Question

A particle is travelling at 2300 m/s in the x-direction. It collides with another particle travelling in the opposite direction at 100 m/s. After the collision, the first particle travels at 2000 m/s, at 45 degrees from the x-direction. What is the horizontal and vertical velocities of the second particle after the collision?

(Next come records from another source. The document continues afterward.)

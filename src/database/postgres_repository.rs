use sqlx::PgPool;

#[derive(Clone)]
pub struct PostgresRepository {
    pub pool: PgPool,
}
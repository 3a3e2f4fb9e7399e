pub mod auth;
pub mod error;
pub mod health;
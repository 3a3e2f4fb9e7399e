mod config;
mod database;
mod db;
mod error;
mod middleware;
mod models;
mod routes;
mod service;

pub use config::Config;

use crate::db::stage_db;
use crate::middleware::RequestLogger;
use crate::routes as app_routes;
use rocket::{Build, Rocket, catchers, http::Method};
use rocket_cors::{AllowedOrigins, CorsOptions};
use rocket_okapi::swagger_ui::{SwaggerUIConfig, make_swagger_ui};
use rocket_okapi::{get_openapi_route, okapi::merge::marge_spec_list};
use tracing_subscriber::EnvFilter;

fn init_tracing(log_level: &str, json_format: bool) {
    // Configure logging with environment variable support
    // RUST_LOG environment variable can be used for fine-grained control per module:
    // Examples:
    //   RUST_LOG=debug                                       - Set all to debug
    //   RUST_LOG=prompt_gallery_accounts=debug               - Set this crate to debug
    //   RUST_LOG=info,prompt_gallery_accounts::routes=debug  - Global info, routes at debug
    let filter = EnvFilter::try_from_default_env().unwrap_or_else(|_| EnvFilter::new(log_level));

    let subscriber = tracing_subscriber::fmt().with_env_filter(filter).with_target(true).with_line_number(true);

    // try_init: tests build several Rocket instances in one process
    if json_format {
        let _ = subscriber.json().try_init();
    } else {
        let _ = subscriber.try_init();
    }
}

fn build_cors(cors_config: &config::CorsConfig) -> CorsOptions {
    let is_wildcard = cors_config.allowed_origins.len() == 1 && cors_config.allowed_origins[0] == "*";

    // Validate that wildcard origins are not combined with credentials
    if is_wildcard && cors_config.allow_credentials {
        panic!(
            "Invalid CORS configuration: Cannot use wildcard origins (*) with credentials enabled. \
            Either set specific origins or disable credentials."
        );
    }

    let allowed_origins = if is_wildcard {
        AllowedOrigins::all()
    } else {
        AllowedOrigins::some_exact(&cors_config.allowed_origins.iter().map(String::as_str).collect::<Vec<_>>())
    };

    CorsOptions {
        allowed_origins,
        allowed_methods: vec![Method::Get, Method::Post, Method::Options].into_iter().map(From::from).collect(),
        allowed_headers: rocket_cors::AllowedHeaders::some(&["Content-Type", "Accept"]),
        allow_credentials: cors_config.allow_credentials,
        ..Default::default()
    }
}

fn get_swagger_config(openapi_url: &str) -> SwaggerUIConfig {
    SwaggerUIConfig {
        url: openapi_url.to_string(),
        ..Default::default()
    }
}

pub fn build_rocket(config: Config) -> Rocket<Build> {
    init_tracing(&config.logging.level, config.logging.json_format);

    if !config.email.enabled {
        tracing::warn!("Email dispatch is disabled; verification emails will not be sent");
    }

    let cors = build_cors(&config.cors).to_cors().expect("Failed to create CORS fairing");

    let figment = rocket::Config::figment()
        .merge(("port", config.server.port))
        .merge(("address", config.server.address.clone()));

    let (auth_routes, auth_openapi) = app_routes::auth::routes();
    let (health_routes, health_openapi) = app_routes::health::routes();

    let openapi_docs = match marge_spec_list(&[("/", auth_openapi), ("/health", health_openapi)]) {
        Ok(docs) => docs,
        Err(err) => panic!("Could not merge OpenAPI spec: {}", err),
    };
    let settings = rocket_okapi::settings::OpenApiSettings::default();

    rocket::custom(figment)
        .attach(cors)
        .attach(RequestLogger) // Attach request/response logging middleware
        .attach(stage_db(config.database.clone()))
        .manage(config)
        .mount("/", auth_routes)
        .mount("/health", health_routes)
        .mount("/", vec![get_openapi_route(openapi_docs, &settings)])
        .mount("/docs", make_swagger_ui(&get_swagger_config("/openapi.json")))
        .register(
            "/",
            catchers![
                app_routes::error::unauthorized,
                app_routes::error::not_found,
                app_routes::error::unprocessable_entity,
                app_routes::error::too_many_requests,
                app_routes::error::internal_error,
            ],
        )
}
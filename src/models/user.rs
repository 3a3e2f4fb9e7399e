use chrono::{DateTime, Utc};
use rocket::serde::{Deserialize, Serialize};
use schemars::JsonSchema;
use uuid::Uuid;
use validator::Validate;

/// User row as the credential flows read it. Never serialized to clients;
/// responses go through [`UserResponse`] so the hash and salt cannot leak.
#[derive(Debug, Clone, sqlx::FromRow)]
pub struct User {
    pub id: Uuid,
    pub email: String,
    pub nickname: String,
    pub password_hash: String,
    pub password_salt: String,
    pub is_verified: bool,
    pub verification_token_expiry: Option<DateTime<Utc>>,
}

#[derive(Debug, Deserialize, Validate, JsonSchema)]
pub struct RegisterRequest {
    #[validate(email)]
    pub email: String,
    #[validate(length(min = 8))]
    pub password: String,
    #[validate(length(min = 1, max = 50))]
    pub nickname: String,
}

#[derive(Debug, Deserialize, Validate, JsonSchema)]
pub struct LoginRequest {
    #[validate(length(min = 1))]
    pub email: String,
    #[validate(length(min = 1))]
    pub password: String,
}

/// Public user profile returned after login and from `/me`.
#[derive(Debug, Serialize, JsonSchema)]
pub struct UserResponse {
    pub id: Uuid,
    pub nickname: String,
    pub email: String,
}

#[derive(Debug, Serialize, JsonSchema)]
pub struct MessageResponse {
    pub message: String,
}

impl From<&User> for UserResponse {
    fn from(user: &User) -> Self {
        Self {
            id: user.id,
            nickname: user.nickname.clone(),
            email: user.email.clone(),
        }
    }
}

#[cfg(test)]
mod tests {
    use super::*;

    fn valid_register_request() -> RegisterRequest {
        RegisterRequest {
            email: "a@x.com".to_string(),
            password: "password1".to_string(),
            nickname: "Alice".to_string(),
        }
    }

    #[test]
    fn register_request_accepts_valid_input() {
        assert!(valid_register_request().validate().is_ok());
    }

    #[test]
    fn register_request_rejects_short_password() {
        let mut request = valid_register_request();
        request.password = "short".to_string();
        assert!(request.validate().is_err());
    }

    #[test]
    fn register_request_rejects_malformed_email() {
        let mut request = valid_register_request();
        request.email = "not-an-email".to_string();
        assert!(request.validate().is_err());
    }

    #[test]
    fn register_request_rejects_empty_nickname() {
        let mut request = valid_register_request();
        request.nickname = String::new();
        assert!(request.validate().is_err());
    }

    #[test]
    fn login_request_rejects_missing_fields() {
        let request = LoginRequest {
            email: String::new(),
            password: "password1".to_string(),
        };
        assert!(request.validate().is_err());
    }

    #[test]
    fn user_response_never_contains_hash_or_salt() {
        let user = User {
            id: Uuid::new_v4(),
            email: "a@x.com".to_string(),
            nickname: "Alice".to_string(),
            password_hash: "deadbeef".to_string(),
            password_salt: "cafebabe".to_string(),
            is_verified: true,
            verification_token_expiry: None,
        };

        let value = serde_json::to_value(UserResponse::from(&user)).expect("serializable response");
        let object = value.as_object().expect("object response");
        assert_eq!(object.len(), 3);
        assert!(object.contains_key("id"));
        assert!(object.contains_key("nickname"));
        assert!(object.contains_key("email"));
    }
}
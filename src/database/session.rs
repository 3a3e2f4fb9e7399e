use crate::database::postgres_repository::PostgresRepository;
use crate::error::app_error::AppError;
use crate::models::session::{Session, SessionUser};
use chrono::{DateTime, Utc};
use uuid::Uuid;

impl PostgresRepository {
    pub async fn create_session(
        &self,
        user_id: &Uuid,
        session_token: &str,
        expires_at: DateTime<Utc>,
        user_agent: &str,
        ip_address: &str,
    ) -> Result<Session, AppError> {
        let session = sqlx::query_as::<_, Session>(
            r#"
            INSERT INTO user_sessions (user_id, session_token, expires_at, user_agent, ip_address)
            VALUES ($1, $2, $3, $4, $5)
            RETURNING id, expires_at
            "#,
        )
        .bind(user_id)
        .bind(session_token)
        .bind(expires_at)
        .bind(user_agent)
        .bind(ip_address)
        .fetch_one(&self.pool)
        .await?;

        Ok(session)
    }

    /// Fetch the session and its owning user by bearer token. Expiry is not
    /// filtered here; callers check it so an expired session can be cleaned
    /// up and reported distinctly from an unknown token.
    pub async fn get_session_user(&self, session_token: &str) -> Result<Option<SessionUser>, AppError> {
        let session_user = sqlx::query_as::<_, SessionUser>(
            r#"
            SELECT s.user_id, u.nickname, u.email, s.expires_at
            FROM user_sessions s
            JOIN users u ON u.id = s.user_id
            WHERE s.session_token = $1
            "#,
        )
        .bind(session_token)
        .fetch_optional(&self.pool)
        .await?;

        Ok(session_user)
    }

    pub async fn touch_session(&self, session_token: &str) -> Result<(), AppError> {
        sqlx::query("UPDATE user_sessions SET last_activity = now() WHERE session_token = $1")
            .bind(session_token)
            .execute(&self.pool)
            .await?;

        Ok(())
    }

    pub async fn session_owner(&self, session_token: &str) -> Result<Option<Uuid>, AppError> {
        let owner = sqlx::query_scalar::<_, Uuid>("SELECT user_id FROM user_sessions WHERE session_token = $1")
            .bind(session_token)
            .fetch_optional(&self.pool)
            .await?;

        Ok(owner)
    }

    pub async fn delete_session(&self, session_token: &str) -> Result<(), AppError> {
        sqlx::query("DELETE FROM user_sessions WHERE session_token = $1")
            .bind(session_token)
            .execute(&self.pool)
            .await?;

        Ok(())
    }
}

#[cfg(test)]
mod tests {
    #[tokio::test]
    #[ignore = "requires database"]
    async fn test_expired_session_is_returned_for_lazy_cleanup() {
        // Requires a running PostgreSQL at DATABASE_URL
    }
}
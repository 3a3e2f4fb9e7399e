use figment::{
    Figment,
    providers::{Env, Format, Toml},
};
use serde::{Deserialize, Serialize};

#[derive(Debug, Deserialize, Serialize, Clone)]
pub struct Config {
    pub database: DatabaseConfig,
    pub server: ServerConfig,
    pub logging: LoggingConfig,
    pub cors: CorsConfig,
    pub session: SessionConfig,
    pub verification: VerificationConfig,
    pub email: EmailConfig,
    pub login_rate_limit: LoginRateLimitConfig,
}

#[derive(Debug, Deserialize, Serialize, Clone)]
pub struct DatabaseConfig {
    pub url: String,
    pub max_connections: u32,
    pub min_connections: u32,
    pub acquire_timeout: u64,
}

#[derive(Debug, Deserialize, Serialize, Clone)]
pub struct ServerConfig {
    pub port: u16,
    pub address: String,
}

#[derive(Debug, Deserialize, Serialize, Clone)]
pub struct LoggingConfig {
    pub level: String,
    pub json_format: bool,
}

#[derive(Debug, Deserialize, Serialize, Clone)]
pub struct CorsConfig {
    pub allowed_origins: Vec<String>,
    pub allow_credentials: bool,
}

#[derive(Debug, Deserialize, Serialize, Clone)]
pub struct SessionConfig {
    /// Session lifetime from login, in days.
    pub ttl_days: i64,
    /// The `Secure` cookie flag. Disable only for local development over plain HTTP.
    pub cookie_secure: bool,
}

#[derive(Debug, Deserialize, Serialize, Clone)]
pub struct VerificationConfig {
    /// Verification token lifetime, in hours.
    pub token_ttl_hours: i64,
    /// Frontend URL the emailed verification link points at; the token is
    /// appended as a `token` query parameter.
    pub verify_url: String,
}

#[derive(Debug, Deserialize, Serialize, Clone)]
pub struct EmailConfig {
    pub smtp_host: String,
    pub smtp_port: u16,
    pub smtp_username: String,
    pub smtp_password: String,
    pub from_address: String,
    pub from_name: String,
    pub enabled: bool,
}

#[derive(Debug, Deserialize, Serialize, Clone)]
pub struct LoginRateLimitConfig {
    /// Failed attempts per IP tolerated inside the trailing window before
    /// further logins are rejected.
    pub max_failed_attempts: i64,
    /// Length of the sliding window, in minutes.
    pub window_minutes: i64,
}

impl Default for DatabaseConfig {
    fn default() -> Self {
        Self {
            url: "postgres://localhost/gallery_db".to_string(),
            max_connections: 16,
            min_connections: 4,
            acquire_timeout: 5,
        }
    }
}

impl Default for ServerConfig {
    fn default() -> Self {
        Self {
            port: 8000,
            address: "127.0.0.1".to_string(),
        }
    }
}

impl Default for LoggingConfig {
    fn default() -> Self {
        Self {
            level: "info".to_string(),
            json_format: false,
        }
    }
}

impl Default for CorsConfig {
    fn default() -> Self {
        Self {
            allowed_origins: vec!["http://localhost:5173".to_string()],
            allow_credentials: true,
        }
    }
}

impl Default for SessionConfig {
    fn default() -> Self {
        Self {
            ttl_days: 30,
            cookie_secure: true,
        }
    }
}

impl Default for VerificationConfig {
    fn default() -> Self {
        Self {
            token_ttl_hours: 24,
            verify_url: "http://localhost:5173/verify".to_string(),
        }
    }
}

impl Default for EmailConfig {
    fn default() -> Self {
        Self {
            smtp_host: "localhost".to_string(),
            smtp_port: 587,
            smtp_username: String::new(),
            smtp_password: String::new(),
            from_address: "noreply@promptgallery.dev".to_string(),
            from_name: "PromptGallery".to_string(),
            // On by default: a deployment that forgets to configure SMTP
            // should fail registrations loudly, not skip verification mail.
            enabled: true,
        }
    }
}

impl Default for LoginRateLimitConfig {
    fn default() -> Self {
        Self {
            max_failed_attempts: 5,
            window_minutes: 15,
        }
    }
}

impl Default for Config {
    fn default() -> Self {
        Self {
            database: DatabaseConfig::default(),
            server: ServerConfig::default(),
            logging: LoggingConfig::default(),
            cors: CorsConfig::default(),
            session: SessionConfig::default(),
            verification: VerificationConfig::default(),
            email: EmailConfig::default(),
            login_rate_limit: LoginRateLimitConfig::default(),
        }
    }
}

impl Config {
    /// Load configuration from multiple sources in priority order:
    /// 1. Gallery.toml (base configuration file)
    /// 2. Environment variables (prefixed with GALLERY_)
    /// 3. DATABASE_URL environment variable (for backwards compatibility)
    pub fn load() -> Result<Self, figment::Error> {
        let figment = Figment::new()
            // Start with defaults
            .merge(Toml::string(&toml::to_string(&Config::default()).unwrap()).nested())
            // Layer on Gallery.toml if it exists
            .merge(Toml::file("Gallery.toml").nested())
            // Layer on environment variables (e.g., GALLERY_DATABASE_URL)
            .merge(Env::prefixed("GALLERY_").split("_"))
            // Special case: DATABASE_URL for backwards compatibility
            .merge(Env::raw().only(&["DATABASE_URL"]).map(|_| "database.url".into()));

        figment.extract()
    }
}

#[cfg(test)]
mod tests {
    use super::*;

    #[test]
    fn defaults_match_deployment_constants() {
        let config = Config::default();
        assert_eq!(config.session.ttl_days, 30);
        assert!(config.session.cookie_secure);
        assert_eq!(config.verification.token_ttl_hours, 24);
        assert_eq!(config.login_rate_limit.max_failed_attempts, 5);
        assert_eq!(config.login_rate_limit.window_minutes, 15);
        assert!(config.email.enabled, "verification mail is dispatched unless explicitly disabled");
    }

    #[test]
    fn defaults_round_trip_through_toml() {
        let serialized = toml::to_string(&Config::default()).expect("serializable defaults");
        let parsed: Config = toml::from_str(&serialized).expect("parseable defaults");
        assert_eq!(parsed.database.max_connections, 16);
        assert_eq!(parsed.email.smtp_port, 587);
    }
}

Both particles have same mass (you actually don’t need to know the number).

Answer 1

`v'_(x) = 785.786 m/s`

`v'_(y) = 1414.214 m/s`(decreasing)

Given:

`u_(x)` = 2300 m/s

`u'_(x)` = 100 m/s

`v_(x)` = 2000 m/s

Angle made with the horizontal,
`\theta =  45^(\circ)`

The horizontal component of velocity is on the X-axis whereas the vertical one is on the Y-axis

Now, by the law of conservation of momentum for horizontal axis:

`mu_(x) + m'u'_(x) = mv_(x) + m'v'_(x)`

`2300 + (- 100) = 2000cos45^(\circ) + v'_(x)`

(The mass of the particles is same)

`v'_(x) = 2200 - 1414.214 = 785.786 m/s`

Now, by the law of conservation of momentum for vertical axis:

`mu_(y) + m'u'_(y) = mv_(y) + m'v'_(y)`

(The mass of the particles is same)

`u_(y) + u'_(y) = v_(y) + v'_(y)`

`0 = v_(y) + v'_(y)`

(since, initially, there's no vertical component of velocity)

`v'_(y) = - 2000sin45^(\circ) = 1414.214 m/s`(decreasing)

velocity, v =
`\sqrt{v^(2)_(x) + v^(2)_(y)}`

v =
`\sqrt{(785.786)^(2) + (1414.214)^(2)} = 1617.856 m/s`